Concussion Prevention: 10 Questions to Ask Youth Sports Coaches

Concussion Prevention: 10 Questions to Ask Youth Sports Coaches

The Concussion movie recently released may raise concerns about head safety in children who play contact sports.  We want our children to be active, stay healthy, and enjoy the positive benefits of team sports. While there is a risk in playing any sport, the benefits will likely far outweigh the risks if coached and played with head safety in mind.

Gerry Gioia, PhD, Director of Safe Concussion Outcome, Recovery & Education (SCORE) Program at Children’s National Health System, shares 10 questions parents should ask youth sports coaches to ensure their child’s team is practicing proper head safety to prevent concussion.

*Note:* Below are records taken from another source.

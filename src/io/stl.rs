//! STL export of meshes.

use crate::float_types::Real;
use crate::mesh::Mesh;
use crate::mesh::vertex::Vertex;
use nalgebra::Vector3;
use std::fmt::{Debug, Write as _};
use std::io::Cursor;

/// Facet normal from the polygon plane; vertex normals may be smoothed.
fn facets<S: Clone + Debug + Send + Sync>(
    mesh: &Mesh<S>,
) -> impl Iterator<Item = ([Vertex; 3], Vector3<Real>)> + '_ {
    mesh.polygons.iter().flat_map(|poly| {
        let normal = poly.plane.normal().normalize();
        poly.triangulate().into_iter().map(move |tri| (tri, normal))
    })
}

impl<S: Clone + Debug + Send + Sync> Mesh<S> {
    /// Convert this Mesh to an **ASCII STL** string with the given `name`.
    ///
    /// ```rust
    /// # use fixturegen::mesh::Mesh;
    /// let mesh = Mesh::<()>::cube(1.0, None);
    /// let text = mesh.to_stl_ascii("my_solid");
    /// assert!(text.starts_with("solid my_solid"));
    /// ```
    pub fn to_stl_ascii(&self, name: &str) -> String {
        let mut out = String::new();
        let _ = writeln!(out, "solid {name}");
        for (tri, n) in facets(self) {
            let _ = writeln!(out, "  facet normal {:.6} {:.6} {:.6}", n.x, n.y, n.z);
            out.push_str("    outer loop\n");
            for v in &tri {
                let p = v.pos;
                let _ = writeln!(out, "      vertex {:.6} {:.6} {:.6}", p.x, p.y, p.z);
            }
            out.push_str("    endloop\n");
            out.push_str("  endfacet\n");
        }
        let _ = writeln!(out, "endsolid {name}");
        out
    }

    /// Convert this Mesh to a **binary STL** byte vector.
    ///
    /// Binary STL has no room for a solid name beyond the unused header,
    /// so `_name` is accepted for symmetry with [`Mesh::to_stl_ascii`].
    pub fn to_stl_binary(&self, _name: &str) -> std::io::Result<Vec<u8>> {
        use stl_io::{Normal, Triangle, Vertex as StlVertex, write_stl};

        let triangles: Vec<Triangle> = facets(self)
            .map(|(tri, n)| Triangle {
                normal: Normal::new([n.x as f32, n.y as f32, n.z as f32]),
                vertices: tri.map(|v| {
                    StlVertex::new([v.pos.x as f32, v.pos.y as f32, v.pos.z as f32])
                }),
            })
            .collect();

        let mut cursor = Cursor::new(Vec::new());
        write_stl(&mut cursor, triangles.iter())?;
        Ok(cursor.into_inner())
    }
}

#[cfg(test)]
mod tests {
    use super::*;

    #[test]
    fn ascii_cube_has_twelve_facets() {
        let cube = Mesh::<()>::cube(2.0, None);
        let text = cube.to_stl_ascii("cube");
        assert!(text.starts_with("solid cube\n"));
        assert!(text.trim_end().ends_with("endsolid cube"));
        assert_eq!(text.matches("facet normal").count(), 12);
    }

    #[test]
    fn binary_cube_reads_back() {
        let cube = Mesh::<()>::cube(2.0, None);
        let bytes = cube.to_stl_binary("cube").expect("in-memory write");
        // 80 byte header, u32 count, 50 bytes per facet
        assert_eq!(bytes.len(), 84 + 12 * 50);
        let mut reader = Cursor::new(bytes);
        let indexed = stl_io::read_stl(&mut reader).expect("valid stl");
        assert_eq!(indexed.faces.len(), 12);
    }
}
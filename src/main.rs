//! fixturegen CLI: list, build and inspect the fixture generators.

use anyhow::{Context, Result};
use clap::{Parser, Subcommand, ValueEnum};
use fixturegen::config::FixtureConfig;
use fixturegen::io::write_bodies;
use fixturegen::parts::PartKind;
use fixturegen::parts::adjustable_arm::ArmGeometry;
use std::path::PathBuf;
use tracing::info;
use tracing_subscriber::EnvFilter;

#[derive(Parser)]
#[command(name = "fixturegen")]
#[command(about = "Parametric 3D-printable fixture generator", long_about = None)]
struct Cli {
    #[command(subcommand)]
    command: Commands,
}

#[derive(Subcommand)]
enum Commands {
    /// List the available parts
    List,
    /// Build one part (or `all`) and write its bodies as STL
    Build {
        /// Part name, dashes or underscores, or `all`
        part: String,
        /// TOML file with resolution, export and per-part overrides
        #[arg(short, long)]
        config: Option<PathBuf>,
        /// Output directory (overrides the config)
        #[arg(short, long)]
        out: Option<PathBuf>,
        /// Write ASCII instead of binary STL
        #[arg(long)]
        ascii: bool,
        /// Segments per full circle (overrides the config)
        #[arg(long)]
        segments: Option<usize>,
    },
    /// Print derived dimensions of a part
    Dims {
        part: DimsPart,
        #[arg(short, long)]
        config: Option<PathBuf>,
    },
}

#[derive(Clone, Copy, ValueEnum)]
enum DimsPart {
    AdjustableArm,
}

fn load_config(path: Option<&PathBuf>) -> Result<FixtureConfig> {
    match path {
        Some(path) => FixtureConfig::load(path)
            .with_context(|| format!("loading config {}", path.display())),
        None => Ok(FixtureConfig::default()),
    }
}

fn main() -> Result<()> {
    let filter = EnvFilter::try_from_default_env().unwrap_or_else(|_| EnvFilter::new("info"));
    tracing_subscriber::fmt()
        .with_env_filter(filter)
        .with_writer(std::io::stderr)
        .init();

    let cli = Cli::parse();
    match cli.command {
        Commands::List => {
            for kind in PartKind::ALL {
                println!("{:<26} {}", kind.name(), kind.summary());
            }
        },
        Commands::Build {
            part,
            config,
            out,
            ascii,
            segments,
        } => {
            let mut config = load_config(config.as_ref())?;
            if let Some(out) = out {
                config.export.out_dir = out;
            }
            if ascii {
                config.export.ascii = true;
            }
            if let Some(segments) = segments {
                config.resolution.segments = segments;
            }
            let kinds = if part == "all" {
                PartKind::ALL.to_vec()
            } else {
                vec![part.parse::<PartKind>()?]
            };
            build(&config, &kinds)?;
        },
        Commands::Dims { part, config } => {
            let config = load_config(config.as_ref())?;
            match part {
                DimsPart::AdjustableArm => {
                    let geometry = ArmGeometry::derive(&config.parts.adjustable_arm)?;
                    print!("{geometry}");
                },
            }
        },
    }
    Ok(())
}

fn build(config: &FixtureConfig, kinds: &[PartKind]) -> Result<()> {
    let format = config.export.format();
    for &kind in kinds {
        let bodies = kind
            .build(&config.parts, &config.resolution)
            .with_context(|| format!("building {kind}"))?;
        let paths = write_bodies(&config.export.out_dir, kind.name(), &bodies, format)
            .with_context(|| format!("exporting {kind}"))?;
        for path in paths {
            info!(part = %kind, path = %path.display(), "exported");
            println!("{}", path.display());
        }
    }
    Ok(())
}
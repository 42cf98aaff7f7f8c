//! `Sketch`: planar profiles in the local XY plane, the input to extrusions,
//! revolves and lofts.

use crate::float_types::{Real, parry3d::bounding_volume::Aabb};
use crate::traits::CSG;
use geo::{
    AffineOps, AffineTransform, BooleanOps, BoundingRect, Coord, LineString, MultiPolygon,
    Orient, Polygon as GeoPolygon, orient::Direction,
};
use nalgebra::{Matrix4, Point3};
use std::fmt::Debug;
use std::sync::OnceLock;

pub mod extrudes;
pub mod shapes;

#[derive(Clone, Debug)]
pub struct Sketch<S: Clone + Send + Sync + Debug> {
    /// Profile regions. Exteriors are kept counter-clockwise, holes clockwise.
    pub geometry: MultiPolygon<Real>,

    /// Lazily calculated AABB (z is always 0).
    pub bounding_box: OnceLock<Aabb>,

    /// Metadata carried over to every polygon of meshes built from this sketch
    pub metadata: Option<S>,
}

impl<S: Clone + Send + Sync + Debug> Sketch<S> {
    /// Wrap geo polygons, normalising ring orientation.
    pub fn from_geo(geometry: MultiPolygon<Real>, metadata: Option<S>) -> Self {
        Sketch {
            geometry: geometry.orient(Direction::Default),
            bounding_box: OnceLock::new(),
            metadata,
        }
    }

    /// Single closed ring.
    pub fn from_ring(coords: Vec<(Real, Real)>, metadata: Option<S>) -> Self {
        let polygon = GeoPolygon::new(LineString::from(coords), vec![]);
        Self::from_geo(MultiPolygon(vec![polygon]), metadata)
    }

    pub fn is_empty(&self) -> bool {
        self.geometry.0.is_empty()
    }

    /// Every ring of every region as open coordinate lists
    /// (closing point dropped): `(exterior, holes)` per region.
    pub fn rings(&self) -> Vec<(Vec<Coord<Real>>, Vec<Vec<Coord<Real>>>)> {
        fn open(ring: &LineString<Real>) -> Vec<Coord<Real>> {
            let mut coords = ring.0.clone();
            if coords.len() > 1 && coords.first() == coords.last() {
                coords.pop();
            }
            coords
        }
        self.geometry
            .iter()
            .map(|poly| {
                (
                    open(poly.exterior()),
                    poly.interiors().iter().map(open).collect(),
                )
            })
            .collect()
    }

    fn with_geometry(&self, geometry: MultiPolygon<Real>) -> Self {
        Self::from_geo(geometry, self.metadata.clone())
    }
}

impl<S: Clone + Send + Sync + Debug> CSG for Sketch<S> {
    fn new() -> Self {
        Sketch {
            geometry: MultiPolygon(Vec::new()),
            bounding_box: OnceLock::new(),
            metadata: None,
        }
    }

    fn union(&self, other: &Self) -> Self {
        self.with_geometry(self.geometry.union(&other.geometry))
    }

    fn difference(&self, other: &Self) -> Self {
        self.with_geometry(self.geometry.difference(&other.geometry))
    }

    fn intersection(&self, other: &Self) -> Self {
        self.with_geometry(self.geometry.intersection(&other.geometry))
    }

    fn xor(&self, other: &Self) -> Self {
        self.with_geometry(self.geometry.xor(&other.geometry))
    }

    /// Applies the XY affine part of `matrix`; Z terms are ignored.
    fn transform(&self, m: &Matrix4<Real>) -> Self {
        let affine = AffineTransform::new(
            m[(0, 0)],
            m[(0, 1)],
            m[(0, 3)],
            m[(1, 0)],
            m[(1, 1)],
            m[(1, 3)],
        );
        self.with_geometry(self.geometry.affine_transform(&affine))
    }

    fn bounding_box(&self) -> Aabb {
        *self.bounding_box.get_or_init(|| match self.geometry.bounding_rect() {
            Some(rect) => Aabb::new(
                Point3::new(rect.min().x, rect.min().y, 0.0),
                Point3::new(rect.max().x, rect.max().y, 0.0),
            ),
            None => Aabb::new(Point3::origin(), Point3::origin()),
        })
    }

    fn invalidate_bounding_box(&mut self) {
        self.bounding_box = OnceLock::new();
    }

    /// Orientation is normalised on construction, so there is nothing to flip.
    fn inverse(&self) -> Self {
        self.clone()
    }
}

  1. Does the league have a policy on how they handle concussions?
  2. Who is responsible for the sideline concussion recognition and response to suspected concussions during practice and games? Is there an assigned person?
  3. Does the league have access to healthcare professionals  with knowledge and training in sport-related concussions for consultation?
  4. Are the coaches required to take a concussion education and training course?
  5. Are the coach’s tools (concussion signs and symptoms cards, clipboards, fact sheets, smartphone apps, etc.) readily available during practice and games to guide proper recognition and response of a suspected concussion? Children’s National has a free mobile application called “Concussion Recognition & Response” to assist coaches and parents in asking the right questions and doing the right thing should they suspect a concussion.
  6. Does the league provide and/or encourage concussion education for parents, and what is the policy for informing parents of suspected concussions?
  7. What is the policy regarding allowing a player to return to play? (Correct answer should be ONLY when a medical professional provides written clearance that the athlete is fully recovered.)
  8. Does the league teach coaches and players proper techniques, such as blocking and tackling in football, in ways that are “head safe,” by not putting the head in position to be struck?
  9. If it is a contact sport, are there limitations to the amount of contact? How often will your child practice live contact? Is that any different than past years?
  10. How amenable is the league, team, and/or coach to accepting feedback from parents about their child’s safety as it relates to head safety?